→ **Task statement**: Only lines that contain the word "fractions" belong in the answer; copy them from the records below.

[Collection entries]
^^^^^^^^

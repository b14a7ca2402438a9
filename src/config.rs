//! Tuning configuration
//!
//! Every constant the simulation consumes lives here so presentation code can
//! read (but never mutate) the values it needs for layout, and so tests can
//! run with altered geometry. Validation fails fast on nonsense values rather
//! than clamping them silently.

use serde::{Deserialize, Serialize};
use thiserror::Error;

use crate::consts;

/// Configuration validation failure
#[derive(Debug, Error)]
pub enum ConfigError {
    #[error("{name} must be positive (got {value})")]
    NonPositive { name: &'static str, value: f64 },
    #[error("{name} is an upward impulse and must be negative (got {value})")]
    NotUpward { name: &'static str, value: f32 },
    #[error("{name} bounds are inverted ({min} > {max})")]
    InvertedBounds {
        name: &'static str,
        min: f32,
        max: f32,
    },
    #[error("{name} must lie within [0, 1] (got {value})")]
    FractionOutOfRange { name: &'static str, value: f64 },
    #[error("player screen x {x} must lie inside the viewport (width {width})")]
    PlayerColumnOutsideViewport { x: f32, width: f32 },
    #[error("{name} floor {floor}ms exceeds the initial interval {initial}ms")]
    FloorAboveInitial {
        name: &'static str,
        floor: f64,
        initial: f64,
    },
    #[error("player ({width}x{height}) does not fit the viewport ({view_width}x{view_height})")]
    PlayerLargerThanViewport {
        width: f32,
        height: f32,
        view_width: f32,
        view_height: f32,
    },
}

/// All simulation tuning values
#[derive(Debug, Clone, Serialize, Deserialize)]
pub struct Config {
    // === Viewport / player geometry ===
    pub view_width: f32,
    pub view_height: f32,
    pub player_width: f32,
    pub player_height: f32,
    /// Fixed screen column the player is drawn at; the world scrolls beneath
    pub player_screen_x: f32,

    // === Kinematics (per tick) ===
    pub gravity: f32,
    pub jump_strength: f32,
    pub jump_boost_strength: f32,
    pub stomp_bounce_strength: f32,
    pub horizontal_speed: f32,

    // === Obstacles ===
    pub obstacle_min_width: f32,
    pub obstacle_max_width: f32,
    pub obstacle_min_height: f32,
    pub obstacle_max_height: f32,
    pub ground_obstacle_chance: f64,

    // === Pickups ===
    pub pizza_width: f32,
    pub pizza_height: f32,

    // === Difficulty ===
    pub initial_obstacle_speed: f32,
    pub initial_obstacle_spawn_interval_ms: f64,
    pub initial_pizza_spawn_interval_ms: f64,
    pub difficulty_milestone_miles: u32,
    pub obstacle_speed_step: f32,
    pub obstacle_interval_step_ms: f64,
    pub min_obstacle_spawn_interval_ms: f64,
    pub pizza_interval_step_ms: f64,
    pub min_pizza_spawn_interval_ms: f64,

    // === Clocks ===
    pub mile_interval_ms: f64,
    pub animation_frame_interval_ms: f64,
    pub max_frame_delta_ms: f64,

    // === Stomp geometry ===
    /// Previous-tick feet may be this fraction of obstacle height below its
    /// top edge and still count as "came from above"
    pub stomp_tolerance_frac: f32,
    /// Current feet must not have penetrated deeper than this fraction
    pub stomp_depth_frac: f32,
}

impl Default for Config {
    fn default() -> Self {
        Self {
            view_width: consts::VIEW_WIDTH,
            view_height: consts::VIEW_HEIGHT,
            player_width: consts::PLAYER_WIDTH,
            player_height: consts::PLAYER_HEIGHT,
            player_screen_x: consts::PLAYER_SCREEN_X,

            gravity: consts::GRAVITY,
            jump_strength: consts::JUMP_STRENGTH,
            jump_boost_strength: consts::JUMP_BOOST_STRENGTH,
            stomp_bounce_strength: consts::STOMP_BOUNCE_STRENGTH,
            horizontal_speed: consts::PLAYER_HORIZONTAL_SPEED,

            obstacle_min_width: consts::OBSTACLE_MIN_WIDTH,
            obstacle_max_width: consts::OBSTACLE_MAX_WIDTH,
            obstacle_min_height: consts::OBSTACLE_MIN_HEIGHT,
            obstacle_max_height: consts::OBSTACLE_MAX_HEIGHT,
            ground_obstacle_chance: consts::GROUND_OBSTACLE_CHANCE,

            pizza_width: consts::PIZZA_WIDTH,
            pizza_height: consts::PIZZA_HEIGHT,

            initial_obstacle_speed: consts::INITIAL_OBSTACLE_SPEED,
            initial_obstacle_spawn_interval_ms: consts::INITIAL_OBSTACLE_SPAWN_INTERVAL_MS,
            initial_pizza_spawn_interval_ms: consts::INITIAL_PIZZA_SPAWN_INTERVAL_MS,
            difficulty_milestone_miles: consts::DIFFICULTY_MILESTONE_MILES,
            obstacle_speed_step: consts::OBSTACLE_SPEED_STEP,
            obstacle_interval_step_ms: consts::OBSTACLE_INTERVAL_STEP_MS,
            min_obstacle_spawn_interval_ms: consts::MIN_OBSTACLE_SPAWN_INTERVAL_MS,
            pizza_interval_step_ms: consts::PIZZA_INTERVAL_STEP_MS,
            min_pizza_spawn_interval_ms: consts::MIN_PIZZA_SPAWN_INTERVAL_MS,

            mile_interval_ms: consts::MILE_INTERVAL_MS,
            animation_frame_interval_ms: consts::ANIMATION_FRAME_INTERVAL_MS,
            max_frame_delta_ms: consts::MAX_FRAME_DELTA_MS,

            stomp_tolerance_frac: consts::STOMP_TOLERANCE_FRAC,
            stomp_depth_frac: consts::STOMP_DEPTH_FRAC,
        }
    }
}

impl Config {
    /// Ground line for the player's top edge: standing on the floor means
    /// `player.y == ground_y()`
    pub fn ground_y(&self) -> f32 {
        self.view_height - self.player_height
    }

    /// Check every value the simulation depends on
    pub fn validate(&self) -> Result<(), ConfigError> {
        let positive = [
            ("view_width", self.view_width as f64),
            ("view_height", self.view_height as f64),
            ("player_width", self.player_width as f64),
            ("player_height", self.player_height as f64),
            ("gravity", self.gravity as f64),
            ("horizontal_speed", self.horizontal_speed as f64),
            ("obstacle_min_width", self.obstacle_min_width as f64),
            ("obstacle_min_height", self.obstacle_min_height as f64),
            ("pizza_width", self.pizza_width as f64),
            ("pizza_height", self.pizza_height as f64),
            ("initial_obstacle_speed", self.initial_obstacle_speed as f64),
            (
                "initial_obstacle_spawn_interval_ms",
                self.initial_obstacle_spawn_interval_ms,
            ),
            (
                "initial_pizza_spawn_interval_ms",
                self.initial_pizza_spawn_interval_ms,
            ),
            (
                "min_obstacle_spawn_interval_ms",
                self.min_obstacle_spawn_interval_ms,
            ),
            (
                "min_pizza_spawn_interval_ms",
                self.min_pizza_spawn_interval_ms,
            ),
            (
                "difficulty_milestone_miles",
                self.difficulty_milestone_miles as f64,
            ),
            ("mile_interval_ms", self.mile_interval_ms),
            (
                "animation_frame_interval_ms",
                self.animation_frame_interval_ms,
            ),
            ("max_frame_delta_ms", self.max_frame_delta_ms),
        ];
        for (name, value) in positive {
            if !(value > 0.0) {
                return Err(ConfigError::NonPositive { name, value });
            }
        }

        let upward = [
            ("jump_strength", self.jump_strength),
            ("jump_boost_strength", self.jump_boost_strength),
            ("stomp_bounce_strength", self.stomp_bounce_strength),
        ];
        for (name, value) in upward {
            if !(value < 0.0) {
                return Err(ConfigError::NotUpward { name, value });
            }
        }

        if self.obstacle_min_width > self.obstacle_max_width {
            return Err(ConfigError::InvertedBounds {
                name: "obstacle_width",
                min: self.obstacle_min_width,
                max: self.obstacle_max_width,
            });
        }
        if self.obstacle_min_height > self.obstacle_max_height {
            return Err(ConfigError::InvertedBounds {
                name: "obstacle_height",
                min: self.obstacle_min_height,
                max: self.obstacle_max_height,
            });
        }

        let fractions = [
            ("ground_obstacle_chance", self.ground_obstacle_chance),
            ("stomp_tolerance_frac", self.stomp_tolerance_frac as f64),
            ("stomp_depth_frac", self.stomp_depth_frac as f64),
        ];
        for (name, value) in fractions {
            if !(0.0..=1.0).contains(&value) {
                return Err(ConfigError::FractionOutOfRange { name, value });
            }
        }

        if self.player_screen_x < 0.0 || self.player_screen_x >= self.view_width {
            return Err(ConfigError::PlayerColumnOutsideViewport {
                x: self.player_screen_x,
                width: self.view_width,
            });
        }
        if self.player_width > self.view_width || self.player_height > self.view_height {
            return Err(ConfigError::PlayerLargerThanViewport {
                width: self.player_width,
                height: self.player_height,
                view_width: self.view_width,
                view_height: self.view_height,
            });
        }

        if self.min_obstacle_spawn_interval_ms > self.initial_obstacle_spawn_interval_ms {
            return Err(ConfigError::FloorAboveInitial {
                name: "obstacle_spawn_interval",
                floor: self.min_obstacle_spawn_interval_ms,
                initial: self.initial_obstacle_spawn_interval_ms,
            });
        }
        if self.min_pizza_spawn_interval_ms > self.initial_pizza_spawn_interval_ms {
            return Err(ConfigError::FloorAboveInitial {
                name: "pizza_spawn_interval",
                floor: self.min_pizza_spawn_interval_ms,
                initial: self.initial_pizza_spawn_interval_ms,
            });
        }

        Ok(())
    }
}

^^^^^^^^

→ **Exercise result**:
        let fractions = [
        for (name, value) in fractions {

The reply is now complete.